● **What is needed**: Where in the data below does the word "ClusterConfig" appear? Copy each line that holds it.

● **Working data**:
* * * * *
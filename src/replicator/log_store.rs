use crate::error::{RaftError, Result};
use crate::replicator::storage::SledStorage;
use crate::types::LogEntry;
use tracing::{debug, info};

/// The uncompacted tail of the replicated log plus its snapshot boundary.
///
/// `start_index`/`start_term` name the last entry folded into the current
/// snapshot (0/0 when there is none). `entries[i].index == start_index + i + 1`
/// and `commit_index >= start_index` hold after every operation.
pub struct LogStore {
    storage: SledStorage,
    entries: Vec<LogEntry>,
    start_index: u64,
    start_term: u64,
    commit_index: u64,
}

impl LogStore {
    /// An empty store. Nothing is read from disk until [`LogStore::replay`] or
    /// a snapshot install hydrates it.
    pub fn new(storage: SledStorage) -> Self {
        Self {
            storage,
            entries: Vec::new(),
            start_index: 0,
            start_term: 0,
            commit_index: 0,
        }
    }

    pub fn entries(&self) -> &[LogEntry] {
        &self.entries
    }

    pub fn len(&self) -> usize {
        self.entries.len()
    }

    pub fn is_empty(&self) -> bool {
        self.entries.is_empty()
    }

    pub fn start_index(&self) -> u64 {
        self.start_index
    }

    pub fn start_term(&self) -> u64 {
        self.start_term
    }

    pub fn commit_index(&self) -> u64 {
        self.commit_index
    }

    pub fn last_index(&self) -> u64 {
        self.entries
            .last()
            .map(|e| e.index)
            .unwrap_or(self.start_index)
    }

    pub fn last_term(&self) -> u64 {
        self.entries
            .last()
            .map(|e| e.term)
            .unwrap_or(self.start_term)
    }

    /// Committed entries that have not been folded into a snapshot yet.
    pub fn compactable_len(&self) -> u64 {
        self.commit_index - self.start_index
    }

    pub fn entry(&self, index: u64) -> Option<&LogEntry> {
        if index <= self.start_index {
            return None;
        }
        self.entries.get((index - self.start_index - 1) as usize)
    }

    /// Term of the entry at `index`. The snapshot boundary itself still has a
    /// known term; anything before it is gone.
    pub fn term_at(&self, index: u64) -> Result<Option<u64>> {
        if index < self.start_index {
            return Err(RaftError::Compacted {
                index,
                start_index: self.start_index,
            });
        }
        if index == self.start_index {
            return Ok(Some(self.start_term));
        }
        Ok(self.entry(index).map(|e| e.term))
    }

    pub fn commit_info(&self) -> (u64, u64) {
        if self.commit_index == 0 {
            return (0, 0);
        }
        if self.commit_index == self.start_index {
            return (self.start_index, self.start_term);
        }
        let term = self.entry(self.commit_index).map(|e| e.term).unwrap_or(0);
        (self.commit_index, term)
    }

    /// Entries after `index`, at most `max` of them. Fails with `Compacted`
    /// when the caller needs history that only survives inside the snapshot.
    pub fn get_entries_after(&self, index: u64, max: usize) -> Result<Vec<LogEntry>> {
        if index < self.start_index {
            return Err(RaftError::Compacted {
                index,
                start_index: self.start_index,
            });
        }
        let offset = (index - self.start_index) as usize;
        if offset >= self.entries.len() {
            return Ok(Vec::new());
        }
        let end = offset.saturating_add(max).min(self.entries.len());
        Ok(self.entries[offset..end].to_vec())
    }

    /// Appends `entries`, overwriting any uncommitted suffix from the first
    /// appended index onward. The write is durable before this returns.
    pub fn append(&mut self, entries: Vec<LogEntry>) -> Result<()> {
        let Some(first) = entries.first() else {
            return Ok(());
        };
        let first_index = first.index;

        if first_index <= self.commit_index {
            return Err(RaftError::Conflict {
                index: first_index,
                commit_index: self.commit_index,
            });
        }
        let next = self.last_index() + 1;
        if first_index > next {
            return Err(RaftError::OutOfOrder {
                expected: next,
                got: first_index,
            });
        }
        for (i, entry) in entries.iter().enumerate() {
            if entry.index != first_index + i as u64 {
                return Err(RaftError::OutOfOrder {
                    expected: first_index + i as u64,
                    got: entry.index,
                });
            }
        }

        if first_index < next {
            debug!(from = first_index, "truncating uncommitted log suffix");
            self.storage.truncate_from(first_index)?;
            self.entries
                .truncate((first_index - self.start_index - 1) as usize);
        }

        self.storage.append_entries(&entries)?;
        self.entries.extend(entries);
        Ok(())
    }

    /// Advances the commit index; it never moves backwards or past the log.
    pub fn set_commit_index(&mut self, index: u64) -> Result<bool> {
        let index = index.min(self.last_index());
        if index <= self.commit_index {
            return Ok(false);
        }
        self.storage.save_commit_index(index)?;
        self.commit_index = index;
        Ok(true)
    }

    /// Drops every entry with `index <= upto_index`.
    ///
    /// The boundary must be committed and must name either a real entry with
    /// the same term or the current snapshot boundary. Otherwise the log is
    /// left untouched.
    pub fn compact(&mut self, upto_index: u64, upto_term: u64) -> Result<()> {
        let invalid = |reason| RaftError::InvalidCompaction {
            index: upto_index,
            term: upto_term,
            reason,
        };

        if upto_index > self.commit_index {
            return Err(invalid("boundary is not committed"));
        }
        if upto_index < self.start_index {
            return Err(invalid("boundary precedes the current snapshot"));
        }
        if upto_index == self.start_index {
            if upto_term != self.start_term {
                return Err(invalid("term differs from the snapshot boundary"));
            }
            return Ok(());
        }
        match self.entry(upto_index) {
            Some(entry) if entry.term == upto_term => {}
            Some(_) => return Err(invalid("term differs from the entry at that index")),
            None => return Err(invalid("no entry at that index")),
        }

        self.storage.purge_upto(upto_index)?;
        let dropped = (upto_index - self.start_index) as usize;
        self.entries.drain(..dropped);
        self.start_index = upto_index;
        self.start_term = upto_term;
        info!(
            start_index = upto_index,
            start_term = upto_term,
            remaining = self.entries.len(),
            "log compacted"
        );
        Ok(())
    }

    /// Resets the log to a snapshot received from the leader: no entries, and
    /// everything up to `last_index` committed. Whatever was on disk may
    /// disagree with the leader, so it is discarded as well.
    pub fn install_boundary(&mut self, last_index: u64, last_term: u64) -> Result<()> {
        self.storage.clear_log()?;
        self.reset_to(last_index, last_term)
    }

    /// Resets the log to the locally persisted snapshot. Persisted entries
    /// above the boundary stay on disk so a later [`LogStore::replay`] can
    /// bring them back.
    pub fn restore_boundary(&mut self, last_index: u64, last_term: u64) -> Result<()> {
        self.storage.purge_upto(last_index)?;
        self.reset_to(last_index, last_term)
    }

    fn reset_to(&mut self, last_index: u64, last_term: u64) -> Result<()> {
        if self.storage.load_commit_index()? < last_index {
            self.storage.save_commit_index(last_index)?;
        }
        self.entries.clear();
        self.start_index = last_index;
        self.start_term = last_term;
        self.commit_index = last_index;
        Ok(())
    }

    /// Loads the persisted entries above the current boundary and the
    /// persisted commit index. Entries the boundary already covers are
    /// skipped; a hole between the boundary and the first persisted entry is
    /// an error.
    pub fn replay(&mut self) -> Result<usize> {
        let persisted = self.storage.load_entries_after(self.start_index)?;
        let mut expected = self.start_index + 1;
        let mut loaded = Vec::with_capacity(persisted.len());
        for entry in persisted {
            if entry.index != expected {
                return Err(RaftError::LogGap {
                    after: expected - 1,
                });
            }
            expected += 1;
            loaded.push(entry);
        }

        let count = loaded.len();
        self.entries = loaded;
        let persisted_commit = self.storage.load_commit_index()?;
        self.commit_index = persisted_commit
            .min(self.last_index())
            .max(self.start_index);
        debug!(
            entries = count,
            commit_index = self.commit_index,
            "replayed persisted log"
        );
        Ok(count)
    }
}
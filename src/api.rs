use crate::daemon::FlockDaemon;
use crate::error::RaftError;
use crate::replicator::KvCommand;
use crate::types::ClusterConfig;
use axum::{
    extract::{Path, State},
    http::StatusCode,
    response::{IntoResponse, Response},
    routing::{get, post},
    Json, Router,
};
use serde::{Deserialize, Serialize};
use std::sync::Arc;

pub fn create_router(daemon: Arc<FlockDaemon>) -> Router {
    Router::new()
        .route("/health", get(health_check))
        .route("/status", get(get_status))
        .route("/kv/:key", get(get_key).put(put_key).delete(delete_key))
        .route("/cluster/join", post(join_cluster))
        .route("/cluster/leave", post(leave_cluster))
        .route("/snapshot", post(take_snapshot))
        .with_state(daemon)
}

async fn health_check() -> impl IntoResponse {
    Json(serde_json::json!({ "status": "ok" }))
}

async fn get_status(State(daemon): State<Arc<FlockDaemon>>) -> impl IntoResponse {
    Json(daemon.server().status().await)
}

#[derive(Serialize)]
struct KvEntry {
    key: String,
    value: String,
}

async fn get_key(
    State(daemon): State<Arc<FlockDaemon>>,
    Path(key): Path<String>,
) -> impl IntoResponse {
    match daemon.kv().get(&key) {
        Some(value) => (StatusCode::OK, Json(KvEntry { key, value })).into_response(),
        None => (
            StatusCode::NOT_FOUND,
            Json(serde_json::json!({ "error": format!("no such key: {}", key) })),
        )
            .into_response(),
    }
}

#[derive(Deserialize)]
struct PutKeyRequest {
    value: String,
}

async fn put_key(
    State(daemon): State<Arc<FlockDaemon>>,
    Path(key): Path<String>,
    Json(req): Json<PutKeyRequest>,
) -> impl IntoResponse {
    let command = KvCommand::Put {
        key,
        value: req.value,
    };
    match daemon.server().submit(command.encode()).await {
        Ok(index) => (StatusCode::OK, Json(serde_json::json!({ "index": index }))).into_response(),
        Err(e) => error_response(&daemon, e).await,
    }
}

async fn delete_key(
    State(daemon): State<Arc<FlockDaemon>>,
    Path(key): Path<String>,
) -> impl IntoResponse {
    match daemon.server().submit(KvCommand::Delete { key }.encode()).await {
        Ok(index) => (StatusCode::OK, Json(serde_json::json!({ "index": index }))).into_response(),
        Err(e) => error_response(&daemon, e).await,
    }
}

#[derive(Deserialize)]
struct JoinRequest {
    name: String,
    addr: String,
}

async fn join_cluster(
    State(daemon): State<Arc<FlockDaemon>>,
    Json(req): Json<JoinRequest>,
) -> impl IntoResponse {
    let status = daemon.server().status().await;
    if status.members.iter().any(|m| m.name == req.name && m.addr == req.addr) {
        return (StatusCode::OK, Json(serde_json::json!({ "index": status.commit_index })))
            .into_response();
    }
    match daemon.server().join(req.name, req.addr).await {
        Ok(index) => (StatusCode::OK, Json(serde_json::json!({ "index": index }))).into_response(),
        Err(e) => error_response(&daemon, e).await,
    }
}

#[derive(Deserialize)]
struct LeaveRequest {
    name: String,
}

async fn leave_cluster(
    State(daemon): State<Arc<FlockDaemon>>,
    Json(req): Json<LeaveRequest>,
) -> impl IntoResponse {
    match daemon.server().leave(req.name).await {
        Ok(index) => (StatusCode::OK, Json(serde_json::json!({ "index": index }))).into_response(),
        Err(e) => error_response(&daemon, e).await,
    }
}

async fn take_snapshot(State(daemon): State<Arc<FlockDaemon>>) -> impl IntoResponse {
    match daemon.server().take_snapshot().await {
        Ok(snapshot) => (StatusCode::OK, Json(snapshot.summary())).into_response(),
        Err(e) => error_response(&daemon, e).await,
    }
}

/// Non-leaders answer 409 with the leader's name and address so clients can
/// retry there.
async fn error_response(daemon: &FlockDaemon, e: RaftError) -> Response {
    let status = match &e {
        RaftError::NotLeader { leader } => {
            let leader_addr = match leader {
                Some(name) => {
                    let status = daemon.server().status().await;
                    ClusterConfig::from_peer_list(&status.members)
                        .addr_of(name)
                        .map(str::to_string)
                }
                None => None,
            };
            return (
                StatusCode::CONFLICT,
                Json(serde_json::json!({
                    "error": e.to_string(),
                    "leader": leader,
                    "leader_addr": leader_addr,
                })),
            )
                .into_response();
        }
        RaftError::CommandTimeout { .. } => StatusCode::GATEWAY_TIMEOUT,
        RaftError::Halted(_) | RaftError::Shutdown => StatusCode::SERVICE_UNAVAILABLE,
        RaftError::InvalidCompaction { .. } => StatusCode::BAD_REQUEST,
        _ => StatusCode::INTERNAL_SERVER_ERROR,
    };
    (status, Json(serde_json::json!({ "error": e.to_string() }))).into_response()
}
* * * * *
● **Written solution**:
use crate::types::ClusterConfig;
                    ClusterConfig::from_peer_list(&status.members)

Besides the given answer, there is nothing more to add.